Pädagogisch-ethische Überzeugungen

Welche pädagogisch-ethischen Überzeugungen sind für die Lehrenden handlungsleitend?

Ich frage nach den pädagogisch-ethischen Überzeugungen, an denen die Lehrenden ihr Handeln ausrichten. Die Überzeugungen drücken sich z. B. in Verpflichtungen gegenüber den Lernenden, den Auftraggebern, dem Arbeitgeber oder der Gesellschaft aus. Es wird untersucht, mithilfe welcher Überzeugungen Lehrende versuchen, ihre ethischen Fragen zu beantworten. Nur wenn situativ Konflikte zwischen unterschiedlichen Überzeugungen auftreten, entsteht ethischer Reflexionsbedarf.

Der Lehrende in unserem Beispiel ist sich unsicher, ob seine Praxis des Übergehens von Störungen durch das Demonstrieren von Überlegenheit, die seinem Selbstbild von sich als Lehrendem entspricht, mit den Anforderungen vereinbar ist, welche die Profession an den Umgang mit solchen Situationen stellt. Es konfligieren also zwei Überzeugungen, die sich aus Verpflichtungen gegenüber unterschiedlichen Akteuren ergeben.

Ethische Orientierungen

Woran orientieren sich Lehrende beim Umgang mit ethischen Fragen und Problemen?
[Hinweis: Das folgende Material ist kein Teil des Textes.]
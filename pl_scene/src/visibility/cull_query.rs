/// CullQuery: builds the visibility tree of one camera.
///
/// A single forward depth-first pass over the scene graph, starting at a
/// root container:
///
/// - skips inactive and invisible nodes, nodes already in the tree and,
///   while the camera stands inside a cell, cells off the camera's chain
/// - culls nodes beyond their maximum draw distance, nodes whose
///   container-space bounding box misses the current frustum and nodes
///   hidden behind an anti-portal of the same container
/// - adds every remaining node (optionally sorted front to back), runs its
///   modifiers and recurses into containers
/// - looks through cell portals with a frustum narrowed to the visible
///   part of the portal polygon, warped into the target cell
///
/// The traversal never fails. Anything it cannot resolve is left out, and a
/// portal it cannot look through keeps a `None` target.

use std::time::{Duration, Instant};
use glam::{Mat4, Vec2, Vec3};
use rustc_hash::FxHashSet;
use crate::config::CullConfig;
use crate::math::{classify_point, plane_distance, FrustumTest, PlaneSet, PlaneSide, Polygon};
use crate::renderer::{ScreenRect, Viewport};
use crate::scene::{SceneGraph, SceneNodeFlags, SceneNodeKey};
use crate::{pl_debug, pl_trace, pl_warn};
use super::distance_sort;
use super::vis_node::{VisKind, VisNodeId, VisProjection};
use super::vis_tree::VisTree;

// ===== STATISTICS =====

/// Counters of the last traversal
#[derive(Debug, Clone, Copy, Default, PartialEq)]
pub struct CullStatistics {
    /// Child nodes examined
    pub traversed_nodes: u32,
    pub frustum_culled: u32,
    pub distance_culled: u32,
    /// Nodes completely behind an anti-portal
    pub anti_portal_culled: u32,
    /// Nodes accepted without a frustum test (no-culling flag, degenerate
    /// box, or a container holding a no-culling node)
    pub skipped_frustum_tests: u32,
    /// Scene nodes added to the tree, root excluded
    pub visible_nodes: u32,
    pub portals_traversed: u32,
    pub portals_blocked: u32,
    pub cull_time: Duration,
}

// ===== VIEW =====

/// Camera data a traversal starts from, in the camera container's space
#[derive(Debug, Clone)]
pub struct CullView {
    /// Camera node, if the view comes from one
    pub camera: Option<SceneNodeKey>,
    /// Container the camera lives in
    pub container: SceneNodeKey,
    pub view: Mat4,
    pub projection: Mat4,
    pub frustum: PlaneSet,
    /// Eye position
    pub position: Vec3,
    pub viewport: Viewport,
}

impl CullView {
    /// View from raw matrices expressed in `container`'s space
    pub fn new(container: SceneNodeKey, view: Mat4, projection: Mat4, viewport: Viewport, infinite_far: bool) -> Self {
        Self {
            camera: None,
            container,
            view,
            projection,
            frustum: PlaneSet::from_view_projection(&(projection * view), infinite_far),
            position: view.inverse().transform_point3(Vec3::ZERO),
            viewport,
        }
    }

    /// View of a camera node, deriving whatever the camera has marked
    pub fn from_camera(graph: &mut SceneGraph, camera: SceneNodeKey, viewport: &Viewport) -> Option<Self> {
        let container = graph.parent(camera)?;
        let (cam, transform) = graph.camera_with_transform(camera)?;
        let projection = cam.projection_matrix(viewport);
        let view = cam.view_matrix(transform);
        let frustum = cam.frustum(transform, viewport).clone();
        Some(Self {
            camera: Some(camera),
            container,
            view,
            projection,
            frustum,
            position: transform.position,
            viewport: *viewport,
        })
    }
}

// ===== TRAVERSAL STATE =====

/// Where the traversal currently is: a container's space as seen by the
/// camera
struct Space {
    /// Container to root space
    world: Mat4,
    frustum: PlaneSet,
    camera_position: Vec3,
    rect: ScreenRect,
    portal_depth: u32,
}

/// Camera placement, fixed for one traversal
struct CameraChain {
    container: SceneNodeKey,
    /// Camera container and every container above it
    chain: FxHashSet<SceneNodeKey>,
    in_cell: bool,
}

// ===== QUERY =====

/// Reusable visibility query. Keeps its tree allocation between frames.
#[derive(Debug, Default)]
pub struct CullQuery {
    config: CullConfig,
    tree: VisTree,
    statistics: CullStatistics,
    touched: FxHashSet<SceneNodeKey>,
    /// Containers with a visible no-culling node somewhere below them
    no_culling_containers: FxHashSet<SceneNodeKey>,
}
Für die Frage nach den Idealen, an denen sich die Profession ausrichten soll, wird der Begriff „ethische Orientierungen“ gewählt. Diese Terminologie soll dazu beitragen, eine Vielzahl möglicher Begründungsquellen (z. B. Prinzipien, Werte, implizite Modelle, Fachkulturen, Standards von Verbänden etc.), die Lehrende für die Bearbeitung ethischer Fragen nutzen, möglichst differenziert erfassen zu können.

Der Lehrende in unserem Beispiel ist vor einigen Jahren als Quereinsteiger zur Weiterbildung gekommen. Seitdem eignet er sich die für die Lehre nötigen pädagogischen Kompetenzen im Rahmen von Weiterbildungen an, wodurch, laut eigener Aussage, seine Identifikation mit der erwachsenenpädagogischen Fachkultur ständig zunehme. Seine ethische Orientierung an der Fachkultur bringt ihn nun dazu, seinen gewohnten Umgang mit Störungen ethisch zu hinterfragen.
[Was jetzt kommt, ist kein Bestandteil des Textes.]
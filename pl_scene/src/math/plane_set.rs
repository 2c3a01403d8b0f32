/// Plane sets: camera frustums and portal-narrowed view volumes.
///
/// Each plane is a Vec4 (A, B, C, D) where:
/// - (A, B, C) is the inward-pointing unit normal
/// - D is the signed distance
/// - A point P is inside if dot(plane, P_homogeneous) >= 0 for all planes
///
/// A camera frustum has six planes (five without a far plane). A view
/// volume narrowed through a cell portal has one plane per portal edge plus
/// the portal plane as its near plane.

use glam::{Mat4, Vec3, Vec4};
use super::aabb::AABB;

/// Result of a 3-way plane-set/AABB classification.
#[derive(Debug, Clone, Copy, PartialEq, Eq)]
pub enum FrustumTest {
    /// AABB is entirely outside the volume
    Outside,
    /// AABB is entirely inside the volume
    Inside,
    /// AABB partially overlaps the volume
    Partial,
}

/// Position of a point relative to a plane
#[derive(Debug, Clone, Copy, PartialEq, Eq)]
pub enum PlaneSide {
    /// On the side the normal points to
    InFront,
    Behind,
    /// Within the classification epsilon
    Coinciding,
}

/// Frustum plane indices (valid for sets built from a view-projection matrix)
pub const PLANE_LEFT: usize = 0;
pub const PLANE_RIGHT: usize = 1;
pub const PLANE_BOTTOM: usize = 2;
pub const PLANE_TOP: usize = 3;
pub const PLANE_NEAR: usize = 4;
pub const PLANE_FAR: usize = 5;

const SIDE_EPSILON: f32 = 1e-5;

/// Signed distance of `point` to `plane` (positive in front)
#[inline]
pub fn plane_distance(plane: Vec4, point: Vec3) -> f32 {
    plane.truncate().dot(point) + plane.w
}

/// Which side of `plane` the point lies on
pub fn classify_point(plane: Vec4, point: Vec3) -> PlaneSide {
    let d = plane_distance(plane, point);
    if d > SIDE_EPSILON {
        PlaneSide::InFront
    } else if d < -SIDE_EPSILON {
        PlaneSide::Behind
    } else {
        PlaneSide::Coinciding
    }
}

fn normalized(plane: Vec4) -> Vec4 {
    let normal_len = plane.truncate().length();
    if normal_len > 0.0 { plane / normal_len } else { plane }
}

/// Convex volume bounded by inward-facing planes
#[derive(Debug, Clone, Default, PartialEq)]
pub struct PlaneSet {
    planes: Vec<Vec4>,
    near: Option<usize>,
    far: Option<usize>,
}

impl PlaneSet {
    /// Build a set from raw planes (normalized on the way in)
    pub fn from_planes<I: IntoIterator<Item = Vec4>>(planes: I) -> Self {
        Self {
            planes: planes.into_iter().map(normalized).collect(),
            near: None,
            far: None,
        }
    }

    /// Extract frustum planes from a view-projection matrix.
    ///
    /// Gribb & Hartmann on an OpenGL-style clip space (z in [-1, 1]).
    /// With `infinite_far` the far plane is omitted.
    pub fn from_view_projection(vp: &Mat4, infinite_far: bool) -> Self {
        let row0 = vp.row(0);
        let row1 = vp.row(1);
        let row2 = vp.row(2);
        let row3 = vp.row(3);

        let mut planes = vec![
            row3 + row0, // left
            row3 - row0, // right
            row3 + row1, // bottom
            row3 - row1, // top
            row3 + row2, // near
        ];
        let far = if infinite_far {
            None
        } else {
            planes.push(row3 - row2);
            Some(PLANE_FAR)
        };

        Self {
            planes: planes.into_iter().map(normalized).collect(),
            near: Some(PLANE_NEAR),
            far,
        }
    }

    /// View volume from `eye` through a convex polygon.
    ///
    /// One plane per polygon edge passes through the eye; each is oriented
    /// so the polygon lies on its inside. `near` (typically the polygon's
    /// own plane) and `far` are appended when given. Edges whose plane
    /// cannot be formed (eye on the edge line) are skipped.
    pub fn from_view_polygon(vertices: &[Vec3], eye: Vec3, near: Option<Vec4>, far: Option<Vec4>) -> Self {
        let mut set = PlaneSet::default();
        if vertices.len() < 3 {
            return set;
        }

        let centroid = vertices.iter().copied().sum::<Vec3>() / vertices.len() as f32;
        for (i, &a) in vertices.iter().enumerate() {
            let b = vertices[(i + 1) % vertices.len()];
            let normal = (a - eye).cross(b - eye);
            if normal.length_squared() <= f32::EPSILON {
                continue;
            }
            let normal = normal.normalize();
            let mut plane = normal.extend(-normal.dot(eye));
            if plane_distance(plane, centroid) < 0.0 {
                plane = -plane;
            }
            set.planes.push(plane);
        }

        if let Some(near_plane) = near {
            set.near = Some(set.planes.len());
            set.planes.push(normalized(near_plane));
        }
        if let Some(far_plane) = far {
            set.far = Some(set.planes.len());
            set.planes.push(normalized(far_plane));
        }
        set
    }

    pub fn planes(&self) -> &[Vec4] {
        &self.planes
    }

    pub fn len(&self) -> usize {
        self.planes.len()
    }

    pub fn is_empty(&self) -> bool {
        self.planes.is_empty()
    }

    pub fn near_plane(&self) -> Option<Vec4> {
        self.near.map(|i| self.planes[i])
    }

    pub fn far_plane(&self) -> Option<Vec4> {
        self.far.map(|i| self.planes[i])
    }

    /// Re-express the planes in another space.
    ///
    /// `matrix` maps points from the current space to the target space;
    /// planes are carried by its inverse transpose.
    pub fn transformed(&self, matrix: &Mat4) -> PlaneSet {
        let carry = matrix.inverse().transpose();
        PlaneSet {
            planes: self.planes.iter().map(|&p| normalized(carry * p)).collect(),
            near: self.near,
            far: self.far,
        }
    }

    pub fn contains_point(&self, point: Vec3) -> bool {
        self.planes.iter().all(|&p| plane_distance(p, point) >= 0.0)
    }

    /// Test if an AABB intersects this volume.
    ///
    /// Positive-vertex test: for each plane, the corner most in the
    /// direction of the normal decides. Conservative (may report
    /// intersection for boxes just outside a corner), never misses.
    pub fn intersects_aabb(&self, aabb: &AABB) -> bool {
        self.planes.iter().all(|&plane| {
            let normal = plane.truncate();
            let p_vertex = Vec3::select(normal.cmpge(Vec3::ZERO), aabb.max, aabb.min);
            normal.dot(p_vertex) + plane.w >= 0.0
        })
    }

    /// Classify an AABB against the volume (3-way test).
    pub fn classify_aabb(&self, aabb: &AABB) -> FrustumTest {
        let mut all_inside = true;

        for &plane in &self.planes {
            let normal = plane.truncate();
            let positive = normal.cmpge(Vec3::ZERO);

            let p_vertex = Vec3::select(positive, aabb.max, aabb.min);
            if normal.dot(p_vertex) + plane.w < 0.0 {
                return FrustumTest::Outside;
            }

            let n_vertex = Vec3::select(positive, aabb.min, aabb.max);
            if normal.dot(n_vertex) + plane.w < 0.0 {
                all_inside = false;
            }
        }

        if all_inside { FrustumTest::Inside } else { FrustumTest::Partial }
    }
}

#[cfg(test)]
#[path = "plane_set_tests.rs"]
mod tests;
Kodifizierte Berufsethik – Hoffnungen und Befürchtungen

Welche Hoffnungen und Befürchtungen äußern Lehrende bzgl. einer kodifizierten Berufsethik?
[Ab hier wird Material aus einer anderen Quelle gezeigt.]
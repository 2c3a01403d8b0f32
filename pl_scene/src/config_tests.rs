//! Unit tests for config.rs

use super::*;
use crate::error::Error;

// ============================================================================
// Tests: Defaults
// ============================================================================

#[test]
fn test_cull_config_defaults() {
    let cfg = CullConfig::default();
    assert!(!cfg.sort_by_distance);
    assert!(cfg.use_max_draw_distance);
    assert_eq!(cfg.portal_reuse_frustum_radius, 0.5);
    assert_eq!(cfg.max_portal_depth, 16);
}

#[test]
fn test_scene_context_config_defaults_validate() {
    let cfg = SceneContextConfig::default();
    assert!(cfg.validate().is_ok());
    assert!(cfg.default_scene_renderer.is_none());
}

// ============================================================================
// Tests: RON loading
// ============================================================================

#[test]
fn test_from_ron_partial_document_keeps_defaults() {
    let cfg = SceneContextConfig::from_ron_str(
        "(cull: (sort_by_distance: true), default_scene_renderer: Some(\"Forward.sr\"))",
    ).unwrap();

    assert!(cfg.cull.sort_by_distance);
    assert_eq!(cfg.cull.max_portal_depth, 16);
    assert_eq!(cfg.scene_renderer_manager, SceneRendererManagerConfig::default());
    assert_eq!(cfg.default_scene_renderer.as_deref(), Some("Forward.sr"));
}

#[test]
fn test_from_ron_empty_struct() {
    let cfg = SceneContextConfig::from_ron_str("()").unwrap();
    assert_eq!(cfg, SceneContextConfig::default());
}

#[test]
fn test_from_ron_syntax_error() {
    let result = SceneContextConfig::from_ron_str("(cull: ");
    assert!(matches!(result, Err(Error::ParseError(_))));
}

#[test]
fn test_from_ron_rejects_zero_portal_depth() {
    let result = SceneContextConfig::from_ron_str("(cull: (max_portal_depth: 0))");
    assert!(matches!(result, Err(Error::InvalidConfiguration(_))));
}

#[test]
fn test_from_ron_rejects_negative_reuse_radius() {
    let result = SceneContextConfig::from_ron_str("(cull: (portal_reuse_frustum_radius: -1.0))");
    assert!(matches!(result, Err(Error::InvalidConfiguration(_))));
}

#[test]
fn test_load_missing_file() {
    let result = SceneContextConfig::load("/nonexistent/pl_scene/config.ron");
    assert!(matches!(result, Err(Error::ResourceNotFound(_))));
}

#[test]
fn test_load_from_file() {
    let path = std::env::temp_dir().join(format!("pl_scene_config_{}.ron", std::process::id()));
    std::fs::write(&path, "(scene_renderer_manager: (unload_unused: false))").unwrap();

    let cfg = SceneContextConfig::load(&path).unwrap();
    std::fs::remove_file(&path).ok();

    assert!(!cfg.scene_renderer_manager.unload_unused);
    assert_eq!(cfg.scene_renderer_manager.unload_delay_frames, 3);
}

#[test]
fn test_config_round_trips_through_ron() {
    let mut cfg = SceneContextConfig::default();
    cfg.cull.portal_reuse_frustum_radius = 2.0;
    let text = ron::to_string(&cfg).unwrap();
    assert_eq!(SceneContextConfig::from_ron_str(&text).unwrap(), cfg);
}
Neben den möglichen Inhalten und den Anwendungsbezügen einer möglichen Berufsethik soll auch ergründet werden, wie Lehrende der Erwachsenen- und Weiterbildung insgesamt zu einer möglichen Kodifizierung einer Berufsethik stehen. Dazu wird danach gefragt, mit welchen Hoffnungen und Befürchtungen sie einer möglichen Kodifizierung entgegensehen.

Der Lehrende aus unserer Beispielsituation würde eine Berufsethik aufgrund ihrer Orientierungsfunktion für die Lehrenden begrüßen. Über weitere Vor- oder Nachteile habe er sich bisher keine Gedanken gemacht.

4 Methodisches Vorgehen

Es soll erfasst werden, in welchen Situationen Lehrende der Erwachsenen- und Weiterbildung ethische Fragen aufwerfen, mit welchen Überzeugungen sie diese konfrontieren und welche ethischen Orientierungen sie nutzen. Daher war es erforderlich Interviewpartnerinnen und -partner zu finden, die über möglichst viele solcher Probleme möglichst ausführlich berichten können. Die Auswahl der Interviewpartnerinnen und -partner erfolgte gemäß dem aus der Grounded Theory (Corbin und Strauss 2008) bekannten Prinzip des theoretischen Sampling (Strübing 2008):

  • Mir bekannte Personen aus dem Feld der Erwachsenen- und Weiterbildung stellten Kontakt zu Personen her, von denen sie annahmen, dass sie viel zum Thema beitragen können.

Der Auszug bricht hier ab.